## What this task involves
Return the data below exactly, but only from the line containing "filename crates/gas-fs/src/backup.rs" through the line containing "self.backup_into(&label)", with both of those lines included.

## Input records

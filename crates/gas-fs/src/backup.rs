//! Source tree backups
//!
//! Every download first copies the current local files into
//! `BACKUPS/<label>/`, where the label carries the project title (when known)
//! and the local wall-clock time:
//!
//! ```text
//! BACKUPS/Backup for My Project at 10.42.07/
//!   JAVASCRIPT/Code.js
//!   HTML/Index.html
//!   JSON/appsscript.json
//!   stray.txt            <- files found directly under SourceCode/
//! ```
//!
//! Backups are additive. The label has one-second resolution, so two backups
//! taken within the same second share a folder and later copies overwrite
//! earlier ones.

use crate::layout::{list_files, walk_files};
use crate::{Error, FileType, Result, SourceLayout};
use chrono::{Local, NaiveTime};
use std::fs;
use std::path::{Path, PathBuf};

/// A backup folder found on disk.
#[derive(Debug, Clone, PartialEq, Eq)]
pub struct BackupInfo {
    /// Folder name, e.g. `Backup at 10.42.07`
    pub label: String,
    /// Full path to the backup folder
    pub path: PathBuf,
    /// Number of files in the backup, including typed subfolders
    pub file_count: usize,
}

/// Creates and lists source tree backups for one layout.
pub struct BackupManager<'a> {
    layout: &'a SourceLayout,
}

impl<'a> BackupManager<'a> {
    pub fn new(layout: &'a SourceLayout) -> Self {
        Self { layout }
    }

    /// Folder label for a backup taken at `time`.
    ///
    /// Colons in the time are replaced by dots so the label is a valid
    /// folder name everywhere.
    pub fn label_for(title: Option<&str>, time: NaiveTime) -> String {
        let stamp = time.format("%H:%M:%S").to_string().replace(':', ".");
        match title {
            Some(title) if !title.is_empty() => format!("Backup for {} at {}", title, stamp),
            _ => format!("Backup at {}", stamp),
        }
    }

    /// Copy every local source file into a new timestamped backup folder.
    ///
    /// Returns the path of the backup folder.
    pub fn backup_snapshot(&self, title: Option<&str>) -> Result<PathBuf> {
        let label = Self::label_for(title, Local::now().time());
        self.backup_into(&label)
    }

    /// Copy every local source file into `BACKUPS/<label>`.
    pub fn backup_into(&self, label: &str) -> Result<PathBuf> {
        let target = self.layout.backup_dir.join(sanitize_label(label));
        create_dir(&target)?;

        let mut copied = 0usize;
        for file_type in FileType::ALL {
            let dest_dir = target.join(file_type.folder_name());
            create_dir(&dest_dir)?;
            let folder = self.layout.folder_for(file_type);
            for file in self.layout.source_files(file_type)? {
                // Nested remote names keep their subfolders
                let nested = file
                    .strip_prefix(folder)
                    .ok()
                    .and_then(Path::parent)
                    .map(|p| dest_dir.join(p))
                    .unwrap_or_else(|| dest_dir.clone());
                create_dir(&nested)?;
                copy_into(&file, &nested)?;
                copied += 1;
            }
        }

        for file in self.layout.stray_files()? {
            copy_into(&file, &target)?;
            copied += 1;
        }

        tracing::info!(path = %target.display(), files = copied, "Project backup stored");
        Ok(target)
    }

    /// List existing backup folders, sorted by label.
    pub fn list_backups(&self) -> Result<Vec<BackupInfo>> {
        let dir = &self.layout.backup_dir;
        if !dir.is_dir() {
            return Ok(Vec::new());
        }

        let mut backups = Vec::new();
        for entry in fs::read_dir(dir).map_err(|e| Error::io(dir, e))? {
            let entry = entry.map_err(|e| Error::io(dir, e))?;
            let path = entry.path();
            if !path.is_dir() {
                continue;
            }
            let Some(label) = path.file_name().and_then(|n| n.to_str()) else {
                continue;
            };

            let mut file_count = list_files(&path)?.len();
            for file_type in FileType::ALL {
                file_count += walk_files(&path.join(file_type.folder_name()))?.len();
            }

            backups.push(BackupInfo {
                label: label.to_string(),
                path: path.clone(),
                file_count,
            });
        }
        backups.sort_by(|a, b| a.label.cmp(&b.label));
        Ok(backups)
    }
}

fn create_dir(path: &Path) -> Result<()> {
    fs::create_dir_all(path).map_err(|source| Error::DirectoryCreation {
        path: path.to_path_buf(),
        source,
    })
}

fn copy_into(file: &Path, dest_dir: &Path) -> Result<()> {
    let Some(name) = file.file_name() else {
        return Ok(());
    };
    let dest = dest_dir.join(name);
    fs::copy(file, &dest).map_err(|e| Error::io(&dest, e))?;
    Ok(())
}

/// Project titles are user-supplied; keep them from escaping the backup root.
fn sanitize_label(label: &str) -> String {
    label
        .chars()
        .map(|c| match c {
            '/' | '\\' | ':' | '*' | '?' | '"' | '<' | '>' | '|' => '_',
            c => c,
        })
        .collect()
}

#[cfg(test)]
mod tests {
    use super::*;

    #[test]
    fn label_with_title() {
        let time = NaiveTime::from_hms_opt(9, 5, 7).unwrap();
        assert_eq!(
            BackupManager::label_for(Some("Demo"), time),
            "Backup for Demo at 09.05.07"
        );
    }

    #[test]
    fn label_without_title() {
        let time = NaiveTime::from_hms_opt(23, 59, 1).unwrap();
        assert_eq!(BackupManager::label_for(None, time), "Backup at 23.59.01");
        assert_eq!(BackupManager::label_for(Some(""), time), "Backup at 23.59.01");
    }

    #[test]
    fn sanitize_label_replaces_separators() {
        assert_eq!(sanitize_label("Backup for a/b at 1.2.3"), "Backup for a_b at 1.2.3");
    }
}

* * *

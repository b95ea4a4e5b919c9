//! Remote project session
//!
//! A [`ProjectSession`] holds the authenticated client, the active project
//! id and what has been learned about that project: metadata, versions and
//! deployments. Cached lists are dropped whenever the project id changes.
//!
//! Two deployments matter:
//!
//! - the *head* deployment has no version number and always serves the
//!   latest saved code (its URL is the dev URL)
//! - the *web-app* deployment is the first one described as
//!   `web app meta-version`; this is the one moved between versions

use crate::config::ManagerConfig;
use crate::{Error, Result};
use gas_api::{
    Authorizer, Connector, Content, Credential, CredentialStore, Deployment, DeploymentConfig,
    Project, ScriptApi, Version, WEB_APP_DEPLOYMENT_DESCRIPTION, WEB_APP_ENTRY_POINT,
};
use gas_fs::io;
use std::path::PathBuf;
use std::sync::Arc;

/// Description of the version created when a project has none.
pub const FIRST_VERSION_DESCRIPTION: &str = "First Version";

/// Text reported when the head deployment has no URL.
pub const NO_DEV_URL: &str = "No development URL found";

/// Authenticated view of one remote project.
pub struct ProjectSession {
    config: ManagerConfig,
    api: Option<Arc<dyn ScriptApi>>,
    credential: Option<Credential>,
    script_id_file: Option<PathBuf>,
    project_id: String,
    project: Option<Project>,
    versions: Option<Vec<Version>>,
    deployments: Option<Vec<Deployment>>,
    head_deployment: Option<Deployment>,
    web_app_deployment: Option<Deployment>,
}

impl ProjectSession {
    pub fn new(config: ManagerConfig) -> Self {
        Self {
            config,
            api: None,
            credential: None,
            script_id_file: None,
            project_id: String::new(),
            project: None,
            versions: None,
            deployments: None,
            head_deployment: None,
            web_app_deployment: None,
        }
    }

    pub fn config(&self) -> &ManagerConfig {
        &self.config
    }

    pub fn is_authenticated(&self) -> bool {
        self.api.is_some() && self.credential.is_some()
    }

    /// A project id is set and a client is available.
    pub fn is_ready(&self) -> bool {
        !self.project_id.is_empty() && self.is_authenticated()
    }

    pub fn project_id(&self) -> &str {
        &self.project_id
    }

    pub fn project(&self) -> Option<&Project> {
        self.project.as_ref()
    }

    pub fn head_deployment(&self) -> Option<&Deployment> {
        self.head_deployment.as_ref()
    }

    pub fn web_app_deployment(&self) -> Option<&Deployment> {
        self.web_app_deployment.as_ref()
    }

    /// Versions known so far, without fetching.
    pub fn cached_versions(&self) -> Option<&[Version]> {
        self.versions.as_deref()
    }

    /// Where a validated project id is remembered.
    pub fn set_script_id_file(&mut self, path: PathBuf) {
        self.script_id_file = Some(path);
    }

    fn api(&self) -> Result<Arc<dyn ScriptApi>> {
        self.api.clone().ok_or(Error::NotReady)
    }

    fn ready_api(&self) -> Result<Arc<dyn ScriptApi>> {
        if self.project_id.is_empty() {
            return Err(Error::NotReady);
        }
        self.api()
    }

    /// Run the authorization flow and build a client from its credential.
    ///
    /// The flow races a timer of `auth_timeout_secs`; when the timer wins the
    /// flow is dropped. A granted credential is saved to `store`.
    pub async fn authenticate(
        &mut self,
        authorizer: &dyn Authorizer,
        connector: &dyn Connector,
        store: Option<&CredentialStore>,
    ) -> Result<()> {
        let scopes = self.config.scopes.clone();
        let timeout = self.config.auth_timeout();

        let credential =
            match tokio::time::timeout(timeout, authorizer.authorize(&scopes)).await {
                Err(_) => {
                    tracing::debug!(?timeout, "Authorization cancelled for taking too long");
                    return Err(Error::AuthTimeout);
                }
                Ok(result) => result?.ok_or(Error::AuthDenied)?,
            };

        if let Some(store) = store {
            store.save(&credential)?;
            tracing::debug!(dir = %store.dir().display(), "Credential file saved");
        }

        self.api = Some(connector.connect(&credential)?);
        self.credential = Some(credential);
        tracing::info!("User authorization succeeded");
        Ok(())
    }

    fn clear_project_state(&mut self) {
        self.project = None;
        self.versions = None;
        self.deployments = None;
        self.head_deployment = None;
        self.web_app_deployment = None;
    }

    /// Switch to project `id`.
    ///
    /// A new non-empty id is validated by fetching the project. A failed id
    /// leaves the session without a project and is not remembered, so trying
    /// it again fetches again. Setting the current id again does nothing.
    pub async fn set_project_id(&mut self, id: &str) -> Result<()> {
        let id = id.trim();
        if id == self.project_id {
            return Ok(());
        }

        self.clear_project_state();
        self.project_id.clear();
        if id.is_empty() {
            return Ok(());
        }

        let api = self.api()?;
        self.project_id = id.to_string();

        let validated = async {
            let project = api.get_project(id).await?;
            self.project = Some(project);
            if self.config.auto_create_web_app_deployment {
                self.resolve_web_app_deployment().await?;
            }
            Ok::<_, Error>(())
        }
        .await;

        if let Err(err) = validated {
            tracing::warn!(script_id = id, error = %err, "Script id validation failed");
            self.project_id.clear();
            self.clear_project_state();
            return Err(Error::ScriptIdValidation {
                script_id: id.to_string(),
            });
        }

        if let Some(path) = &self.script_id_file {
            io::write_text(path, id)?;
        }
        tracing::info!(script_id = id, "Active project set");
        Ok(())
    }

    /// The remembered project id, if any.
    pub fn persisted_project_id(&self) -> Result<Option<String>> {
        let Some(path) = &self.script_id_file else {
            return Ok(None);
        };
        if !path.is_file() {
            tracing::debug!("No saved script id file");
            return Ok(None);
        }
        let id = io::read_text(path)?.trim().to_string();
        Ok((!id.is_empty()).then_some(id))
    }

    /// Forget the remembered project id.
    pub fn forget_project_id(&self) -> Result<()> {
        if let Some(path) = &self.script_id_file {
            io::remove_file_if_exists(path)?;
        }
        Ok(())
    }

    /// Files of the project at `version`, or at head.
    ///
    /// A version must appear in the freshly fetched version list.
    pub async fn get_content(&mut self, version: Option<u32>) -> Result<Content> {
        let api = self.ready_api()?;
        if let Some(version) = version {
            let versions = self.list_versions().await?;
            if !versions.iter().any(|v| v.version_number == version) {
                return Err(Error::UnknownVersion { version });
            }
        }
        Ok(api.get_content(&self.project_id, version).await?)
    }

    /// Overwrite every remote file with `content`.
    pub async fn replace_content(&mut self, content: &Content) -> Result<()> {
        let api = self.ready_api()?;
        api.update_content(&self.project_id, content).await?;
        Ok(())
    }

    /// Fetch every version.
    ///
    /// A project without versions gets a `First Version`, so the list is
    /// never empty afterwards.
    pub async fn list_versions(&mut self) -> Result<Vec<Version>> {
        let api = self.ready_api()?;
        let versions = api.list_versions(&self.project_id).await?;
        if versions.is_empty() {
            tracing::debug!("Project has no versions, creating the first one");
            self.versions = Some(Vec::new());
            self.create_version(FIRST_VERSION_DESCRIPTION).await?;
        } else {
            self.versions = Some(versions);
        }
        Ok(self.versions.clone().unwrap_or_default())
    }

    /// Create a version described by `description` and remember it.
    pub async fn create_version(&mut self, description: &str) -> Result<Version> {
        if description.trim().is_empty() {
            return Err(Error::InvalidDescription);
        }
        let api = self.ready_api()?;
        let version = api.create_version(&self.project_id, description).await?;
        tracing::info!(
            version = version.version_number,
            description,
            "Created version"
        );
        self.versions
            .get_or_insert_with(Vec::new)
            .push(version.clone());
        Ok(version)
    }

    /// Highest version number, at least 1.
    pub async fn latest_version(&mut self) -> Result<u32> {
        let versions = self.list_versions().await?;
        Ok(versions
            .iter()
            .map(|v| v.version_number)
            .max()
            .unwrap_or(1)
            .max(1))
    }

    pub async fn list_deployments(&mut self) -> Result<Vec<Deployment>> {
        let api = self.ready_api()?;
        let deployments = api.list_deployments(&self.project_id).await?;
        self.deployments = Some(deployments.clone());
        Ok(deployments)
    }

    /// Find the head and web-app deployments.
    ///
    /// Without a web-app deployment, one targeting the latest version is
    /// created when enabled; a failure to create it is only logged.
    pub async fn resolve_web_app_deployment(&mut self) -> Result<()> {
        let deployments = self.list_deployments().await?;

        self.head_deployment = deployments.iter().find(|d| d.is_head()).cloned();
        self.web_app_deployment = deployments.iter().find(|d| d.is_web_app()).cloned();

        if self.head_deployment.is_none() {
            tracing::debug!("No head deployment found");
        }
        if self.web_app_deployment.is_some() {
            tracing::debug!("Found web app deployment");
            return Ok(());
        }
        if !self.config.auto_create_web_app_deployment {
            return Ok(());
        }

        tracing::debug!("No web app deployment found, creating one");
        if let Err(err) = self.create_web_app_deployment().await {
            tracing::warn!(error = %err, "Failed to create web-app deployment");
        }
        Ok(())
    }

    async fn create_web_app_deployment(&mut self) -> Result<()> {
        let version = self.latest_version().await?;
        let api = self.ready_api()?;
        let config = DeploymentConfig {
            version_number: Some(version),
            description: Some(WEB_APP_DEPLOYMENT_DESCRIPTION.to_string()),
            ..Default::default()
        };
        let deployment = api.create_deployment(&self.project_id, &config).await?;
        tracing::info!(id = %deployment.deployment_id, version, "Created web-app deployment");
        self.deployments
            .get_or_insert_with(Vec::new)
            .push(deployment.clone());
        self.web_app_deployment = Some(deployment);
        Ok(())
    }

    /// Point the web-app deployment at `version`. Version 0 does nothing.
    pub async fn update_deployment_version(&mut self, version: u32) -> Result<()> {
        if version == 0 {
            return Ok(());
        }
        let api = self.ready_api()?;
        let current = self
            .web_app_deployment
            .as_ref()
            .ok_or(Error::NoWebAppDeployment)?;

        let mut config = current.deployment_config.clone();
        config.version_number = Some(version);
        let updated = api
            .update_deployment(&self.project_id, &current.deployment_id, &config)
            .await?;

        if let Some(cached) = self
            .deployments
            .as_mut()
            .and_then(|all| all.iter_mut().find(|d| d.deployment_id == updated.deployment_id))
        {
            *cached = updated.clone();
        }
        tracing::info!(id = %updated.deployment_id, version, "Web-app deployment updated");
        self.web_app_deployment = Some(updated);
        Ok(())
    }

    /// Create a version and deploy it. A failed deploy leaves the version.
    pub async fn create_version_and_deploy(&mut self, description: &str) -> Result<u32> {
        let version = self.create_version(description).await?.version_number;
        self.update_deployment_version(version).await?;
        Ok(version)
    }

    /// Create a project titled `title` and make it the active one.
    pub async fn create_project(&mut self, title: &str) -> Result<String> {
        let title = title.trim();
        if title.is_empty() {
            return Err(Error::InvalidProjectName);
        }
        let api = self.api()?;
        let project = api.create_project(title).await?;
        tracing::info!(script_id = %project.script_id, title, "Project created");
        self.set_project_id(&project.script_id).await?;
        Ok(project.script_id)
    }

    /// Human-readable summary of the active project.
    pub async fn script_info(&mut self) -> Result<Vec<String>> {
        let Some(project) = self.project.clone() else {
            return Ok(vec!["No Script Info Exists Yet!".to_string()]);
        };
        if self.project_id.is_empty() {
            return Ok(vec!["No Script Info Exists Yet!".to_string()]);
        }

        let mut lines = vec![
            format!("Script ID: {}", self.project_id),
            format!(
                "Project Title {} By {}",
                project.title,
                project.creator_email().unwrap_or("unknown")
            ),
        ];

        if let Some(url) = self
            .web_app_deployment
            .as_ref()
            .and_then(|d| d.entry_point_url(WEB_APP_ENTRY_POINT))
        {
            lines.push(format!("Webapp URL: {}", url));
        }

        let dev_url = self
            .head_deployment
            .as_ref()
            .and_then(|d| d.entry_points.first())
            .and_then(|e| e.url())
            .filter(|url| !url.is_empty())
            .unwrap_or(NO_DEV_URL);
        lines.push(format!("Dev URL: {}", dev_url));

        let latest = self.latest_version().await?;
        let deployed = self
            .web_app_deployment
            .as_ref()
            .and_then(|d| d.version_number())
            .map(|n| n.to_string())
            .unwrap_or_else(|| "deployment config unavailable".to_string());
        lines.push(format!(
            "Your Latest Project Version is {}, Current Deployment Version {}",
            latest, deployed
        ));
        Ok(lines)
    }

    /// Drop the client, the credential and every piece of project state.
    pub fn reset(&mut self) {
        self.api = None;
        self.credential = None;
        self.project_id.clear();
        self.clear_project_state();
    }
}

---

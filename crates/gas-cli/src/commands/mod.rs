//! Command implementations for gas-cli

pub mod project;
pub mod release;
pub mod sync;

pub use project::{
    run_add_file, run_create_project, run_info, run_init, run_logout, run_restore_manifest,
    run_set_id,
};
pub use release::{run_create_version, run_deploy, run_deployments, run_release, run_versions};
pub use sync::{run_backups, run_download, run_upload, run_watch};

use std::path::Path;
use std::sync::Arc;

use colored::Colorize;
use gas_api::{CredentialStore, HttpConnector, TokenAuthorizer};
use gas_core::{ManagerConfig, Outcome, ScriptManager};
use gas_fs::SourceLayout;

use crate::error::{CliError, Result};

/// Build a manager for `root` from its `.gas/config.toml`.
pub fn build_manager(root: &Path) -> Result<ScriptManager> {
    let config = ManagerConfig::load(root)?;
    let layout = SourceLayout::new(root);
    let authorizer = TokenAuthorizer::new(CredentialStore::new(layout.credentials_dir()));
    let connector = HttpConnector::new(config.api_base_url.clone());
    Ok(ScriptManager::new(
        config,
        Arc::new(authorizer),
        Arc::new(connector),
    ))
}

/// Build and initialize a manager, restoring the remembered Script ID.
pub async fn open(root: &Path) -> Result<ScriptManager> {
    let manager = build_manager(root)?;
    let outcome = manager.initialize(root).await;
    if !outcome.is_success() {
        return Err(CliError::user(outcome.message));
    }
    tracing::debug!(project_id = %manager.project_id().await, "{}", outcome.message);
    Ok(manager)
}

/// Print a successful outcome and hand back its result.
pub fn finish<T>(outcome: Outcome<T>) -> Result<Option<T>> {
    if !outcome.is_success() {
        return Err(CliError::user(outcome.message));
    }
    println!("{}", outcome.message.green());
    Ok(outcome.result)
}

## Final answer
filename crates/gas-fs/src/backup.rs
//! Source tree backups
//!
//! Every download first copies the current local files into
//! `BACKUPS/<label>/`, where the label carries the project title (when known)
//! and the local wall-clock time:
//!
//! ```text
//! BACKUPS/Backup for My Project at 10.42.07/
//!   JAVASCRIPT/Code.js
//!   HTML/Index.html
//!   JSON/appsscript.json
//!   stray.txt            <- files found directly under SourceCode/
//! ```
//!
//! Backups are additive. The label has one-second resolution, so two backups
//! taken within the same second share a folder and later copies overwrite
//! earlier ones.

use crate::layout::{list_files, walk_files};
use crate::{Error, FileType, Result, SourceLayout};
use chrono::{Local, NaiveTime};
use std::fs;
use std::path::{Path, PathBuf};

/// A backup folder found on disk.
#[derive(Debug, Clone, PartialEq, Eq)]
pub struct BackupInfo {
    /// Folder name, e.g. `Backup at 10.42.07`
    pub label: String,
    /// Full path to the backup folder
    pub path: PathBuf,
    /// Number of files in the backup, including typed subfolders
    pub file_count: usize,
}

/// Creates and lists source tree backups for one layout.
pub struct BackupManager<'a> {
    layout: &'a SourceLayout,
}

impl<'a> BackupManager<'a> {
    pub fn new(layout: &'a SourceLayout) -> Self {
        Self { layout }
    }

    /// Folder label for a backup taken at `time`.
    ///
    /// Colons in the time are replaced by dots so the label is a valid
    /// folder name everywhere.
    pub fn label_for(title: Option<&str>, time: NaiveTime) -> String {
        let stamp = time.format("%H:%M:%S").to_string().replace(':', ".");
        match title {
            Some(title) if !title.is_empty() => format!("Backup for {} at {}", title, stamp),
            _ => format!("Backup at {}", stamp),
        }
    }

    /// Copy every local source file into a new timestamped backup folder.
    ///
    /// Returns the path of the backup folder.
    pub fn backup_snapshot(&self, title: Option<&str>) -> Result<PathBuf> {
        let label = Self::label_for(title, Local::now().time());
        self.backup_into(&label)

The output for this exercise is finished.